Every line containing "expiry" should be identified and copied from the data below.
====================
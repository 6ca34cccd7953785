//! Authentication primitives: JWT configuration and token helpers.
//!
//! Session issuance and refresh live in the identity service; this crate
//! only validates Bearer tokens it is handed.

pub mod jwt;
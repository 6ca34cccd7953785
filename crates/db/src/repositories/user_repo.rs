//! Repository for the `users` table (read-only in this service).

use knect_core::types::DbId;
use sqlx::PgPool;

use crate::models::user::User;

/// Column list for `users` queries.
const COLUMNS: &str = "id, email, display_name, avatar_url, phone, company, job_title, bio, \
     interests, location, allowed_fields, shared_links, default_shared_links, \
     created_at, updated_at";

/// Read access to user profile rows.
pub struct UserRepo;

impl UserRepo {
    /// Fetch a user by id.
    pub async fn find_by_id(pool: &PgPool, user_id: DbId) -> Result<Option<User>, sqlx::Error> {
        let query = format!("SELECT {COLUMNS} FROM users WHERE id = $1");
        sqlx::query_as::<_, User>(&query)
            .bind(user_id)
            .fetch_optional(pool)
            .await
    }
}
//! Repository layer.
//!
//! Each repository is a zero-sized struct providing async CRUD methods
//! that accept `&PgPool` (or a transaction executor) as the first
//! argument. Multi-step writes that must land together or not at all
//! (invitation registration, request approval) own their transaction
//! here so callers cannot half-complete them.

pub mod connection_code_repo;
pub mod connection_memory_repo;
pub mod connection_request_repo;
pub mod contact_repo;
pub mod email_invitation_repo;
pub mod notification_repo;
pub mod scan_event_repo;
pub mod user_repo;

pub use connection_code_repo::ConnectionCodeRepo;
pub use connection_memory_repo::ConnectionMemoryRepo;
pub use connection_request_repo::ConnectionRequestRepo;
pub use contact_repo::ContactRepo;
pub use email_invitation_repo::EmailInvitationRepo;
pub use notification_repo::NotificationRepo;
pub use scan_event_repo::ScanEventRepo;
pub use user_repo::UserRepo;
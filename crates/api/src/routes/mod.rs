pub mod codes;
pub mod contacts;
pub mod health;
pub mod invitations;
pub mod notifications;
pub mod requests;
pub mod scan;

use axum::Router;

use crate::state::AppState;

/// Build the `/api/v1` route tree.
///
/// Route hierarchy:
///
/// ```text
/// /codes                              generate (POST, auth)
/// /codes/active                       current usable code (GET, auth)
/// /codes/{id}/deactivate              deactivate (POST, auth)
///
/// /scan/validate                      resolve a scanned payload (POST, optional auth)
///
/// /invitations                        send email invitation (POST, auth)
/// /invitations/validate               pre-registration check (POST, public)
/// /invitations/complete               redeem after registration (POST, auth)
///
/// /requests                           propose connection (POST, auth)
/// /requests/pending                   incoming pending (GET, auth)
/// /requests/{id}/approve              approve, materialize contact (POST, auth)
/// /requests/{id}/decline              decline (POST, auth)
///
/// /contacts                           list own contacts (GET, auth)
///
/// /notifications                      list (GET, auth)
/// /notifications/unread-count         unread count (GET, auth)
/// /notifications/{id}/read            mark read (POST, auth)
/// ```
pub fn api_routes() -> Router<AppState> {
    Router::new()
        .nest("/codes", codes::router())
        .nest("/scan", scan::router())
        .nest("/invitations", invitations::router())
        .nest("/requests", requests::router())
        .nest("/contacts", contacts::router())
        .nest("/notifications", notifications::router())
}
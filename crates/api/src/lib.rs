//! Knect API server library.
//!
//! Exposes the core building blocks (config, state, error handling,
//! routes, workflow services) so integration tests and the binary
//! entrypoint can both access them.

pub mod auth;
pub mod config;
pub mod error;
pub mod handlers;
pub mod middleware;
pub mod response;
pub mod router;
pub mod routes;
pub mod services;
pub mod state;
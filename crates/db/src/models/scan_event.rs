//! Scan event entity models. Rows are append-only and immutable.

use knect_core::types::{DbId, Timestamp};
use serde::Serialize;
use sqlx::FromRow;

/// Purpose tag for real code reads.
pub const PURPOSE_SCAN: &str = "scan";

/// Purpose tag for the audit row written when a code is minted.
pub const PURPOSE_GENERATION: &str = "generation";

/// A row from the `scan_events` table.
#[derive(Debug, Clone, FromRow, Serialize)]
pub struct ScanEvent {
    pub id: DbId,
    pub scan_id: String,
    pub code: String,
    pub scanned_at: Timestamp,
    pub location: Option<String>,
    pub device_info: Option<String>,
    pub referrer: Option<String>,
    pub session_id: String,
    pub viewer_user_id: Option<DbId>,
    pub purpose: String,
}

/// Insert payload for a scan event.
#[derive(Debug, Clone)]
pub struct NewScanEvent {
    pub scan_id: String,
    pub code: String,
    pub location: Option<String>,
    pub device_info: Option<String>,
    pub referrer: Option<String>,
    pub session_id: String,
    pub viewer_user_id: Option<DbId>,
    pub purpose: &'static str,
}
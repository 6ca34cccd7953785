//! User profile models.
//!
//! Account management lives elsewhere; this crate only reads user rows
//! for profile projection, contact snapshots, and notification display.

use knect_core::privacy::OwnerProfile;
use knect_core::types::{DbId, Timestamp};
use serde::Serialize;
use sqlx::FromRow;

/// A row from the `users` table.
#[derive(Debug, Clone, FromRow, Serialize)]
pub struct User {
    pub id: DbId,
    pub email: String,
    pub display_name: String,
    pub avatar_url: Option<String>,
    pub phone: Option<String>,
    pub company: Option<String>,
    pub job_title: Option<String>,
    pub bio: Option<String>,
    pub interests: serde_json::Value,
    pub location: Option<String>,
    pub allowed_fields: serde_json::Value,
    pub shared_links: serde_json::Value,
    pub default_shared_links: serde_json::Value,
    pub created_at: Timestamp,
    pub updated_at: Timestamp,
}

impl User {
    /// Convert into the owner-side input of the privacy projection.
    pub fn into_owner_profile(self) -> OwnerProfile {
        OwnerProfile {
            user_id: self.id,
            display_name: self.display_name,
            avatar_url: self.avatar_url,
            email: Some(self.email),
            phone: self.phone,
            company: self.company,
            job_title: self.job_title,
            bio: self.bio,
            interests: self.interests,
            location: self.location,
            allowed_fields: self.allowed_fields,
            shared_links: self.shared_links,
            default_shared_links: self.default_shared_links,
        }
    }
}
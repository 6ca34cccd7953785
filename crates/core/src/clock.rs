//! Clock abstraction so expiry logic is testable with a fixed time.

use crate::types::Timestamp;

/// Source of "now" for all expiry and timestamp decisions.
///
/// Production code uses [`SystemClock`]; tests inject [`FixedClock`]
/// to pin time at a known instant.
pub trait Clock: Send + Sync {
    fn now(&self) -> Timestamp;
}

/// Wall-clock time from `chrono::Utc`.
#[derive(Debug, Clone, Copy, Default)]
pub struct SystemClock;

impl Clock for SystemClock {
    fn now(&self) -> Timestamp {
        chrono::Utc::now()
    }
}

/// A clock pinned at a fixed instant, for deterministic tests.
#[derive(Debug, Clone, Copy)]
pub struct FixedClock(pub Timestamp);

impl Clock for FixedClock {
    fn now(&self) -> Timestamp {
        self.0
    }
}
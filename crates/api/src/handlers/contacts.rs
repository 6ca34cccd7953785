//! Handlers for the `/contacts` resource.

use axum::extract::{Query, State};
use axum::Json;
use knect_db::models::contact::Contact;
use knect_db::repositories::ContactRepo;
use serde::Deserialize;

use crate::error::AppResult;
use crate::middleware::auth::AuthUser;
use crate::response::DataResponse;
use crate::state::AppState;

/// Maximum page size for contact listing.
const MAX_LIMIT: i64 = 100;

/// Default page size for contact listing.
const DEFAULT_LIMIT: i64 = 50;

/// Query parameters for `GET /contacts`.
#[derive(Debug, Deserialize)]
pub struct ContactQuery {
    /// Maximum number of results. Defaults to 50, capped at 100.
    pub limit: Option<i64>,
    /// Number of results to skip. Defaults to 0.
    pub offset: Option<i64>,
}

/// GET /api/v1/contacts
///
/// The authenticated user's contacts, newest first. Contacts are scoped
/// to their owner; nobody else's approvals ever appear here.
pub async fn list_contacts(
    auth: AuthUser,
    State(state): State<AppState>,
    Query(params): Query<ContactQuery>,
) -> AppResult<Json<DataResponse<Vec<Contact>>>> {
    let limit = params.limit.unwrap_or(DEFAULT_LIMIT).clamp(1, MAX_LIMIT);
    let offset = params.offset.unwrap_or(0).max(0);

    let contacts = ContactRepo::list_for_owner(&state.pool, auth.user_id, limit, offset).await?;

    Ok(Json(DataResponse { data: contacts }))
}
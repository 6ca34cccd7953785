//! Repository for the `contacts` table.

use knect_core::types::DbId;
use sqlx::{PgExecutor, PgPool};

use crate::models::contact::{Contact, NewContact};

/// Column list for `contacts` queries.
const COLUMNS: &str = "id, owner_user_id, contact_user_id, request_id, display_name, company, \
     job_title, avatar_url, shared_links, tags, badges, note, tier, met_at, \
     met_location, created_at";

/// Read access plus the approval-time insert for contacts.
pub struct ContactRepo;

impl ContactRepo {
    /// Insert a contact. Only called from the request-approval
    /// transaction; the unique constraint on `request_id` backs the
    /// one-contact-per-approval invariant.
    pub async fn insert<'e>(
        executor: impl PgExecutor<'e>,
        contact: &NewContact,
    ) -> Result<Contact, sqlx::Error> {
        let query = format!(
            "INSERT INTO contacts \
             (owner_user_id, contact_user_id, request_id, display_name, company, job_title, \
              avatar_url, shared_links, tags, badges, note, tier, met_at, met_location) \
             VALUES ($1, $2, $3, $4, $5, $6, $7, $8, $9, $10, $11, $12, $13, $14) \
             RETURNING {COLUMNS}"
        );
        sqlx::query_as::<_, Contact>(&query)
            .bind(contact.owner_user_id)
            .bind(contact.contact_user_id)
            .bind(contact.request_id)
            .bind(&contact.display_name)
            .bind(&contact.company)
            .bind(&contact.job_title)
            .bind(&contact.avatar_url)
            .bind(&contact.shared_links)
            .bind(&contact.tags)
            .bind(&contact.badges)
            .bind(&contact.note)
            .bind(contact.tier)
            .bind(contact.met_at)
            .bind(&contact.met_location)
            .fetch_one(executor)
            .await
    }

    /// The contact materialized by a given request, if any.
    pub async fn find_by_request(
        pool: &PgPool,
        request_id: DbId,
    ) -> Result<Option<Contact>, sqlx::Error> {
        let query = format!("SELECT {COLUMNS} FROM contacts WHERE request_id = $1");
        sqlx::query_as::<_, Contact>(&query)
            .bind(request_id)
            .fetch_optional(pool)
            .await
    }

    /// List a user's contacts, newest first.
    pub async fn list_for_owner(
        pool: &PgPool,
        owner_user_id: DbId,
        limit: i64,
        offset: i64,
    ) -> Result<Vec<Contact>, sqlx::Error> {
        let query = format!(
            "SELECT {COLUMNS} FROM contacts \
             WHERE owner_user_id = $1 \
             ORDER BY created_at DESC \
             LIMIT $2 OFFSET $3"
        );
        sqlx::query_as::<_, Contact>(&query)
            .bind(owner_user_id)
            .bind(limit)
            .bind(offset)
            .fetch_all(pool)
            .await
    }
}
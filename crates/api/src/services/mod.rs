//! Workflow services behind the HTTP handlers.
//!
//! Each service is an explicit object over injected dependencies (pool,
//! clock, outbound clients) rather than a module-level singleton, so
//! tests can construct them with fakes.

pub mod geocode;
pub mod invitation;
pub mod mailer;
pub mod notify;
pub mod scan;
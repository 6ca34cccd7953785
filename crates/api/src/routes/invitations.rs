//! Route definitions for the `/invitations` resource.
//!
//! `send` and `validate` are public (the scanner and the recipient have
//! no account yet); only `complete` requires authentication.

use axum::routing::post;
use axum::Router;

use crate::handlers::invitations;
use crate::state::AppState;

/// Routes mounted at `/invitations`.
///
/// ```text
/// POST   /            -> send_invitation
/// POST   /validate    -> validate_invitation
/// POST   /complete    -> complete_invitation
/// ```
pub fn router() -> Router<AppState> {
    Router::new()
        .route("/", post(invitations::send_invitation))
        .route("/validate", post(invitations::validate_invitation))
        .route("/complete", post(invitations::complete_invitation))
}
====================
_RESPONSE AREA_:
//! Clock abstraction so expiry logic is testable with a fixed time.
/// Source of "now" for all expiry and timestamp decisions.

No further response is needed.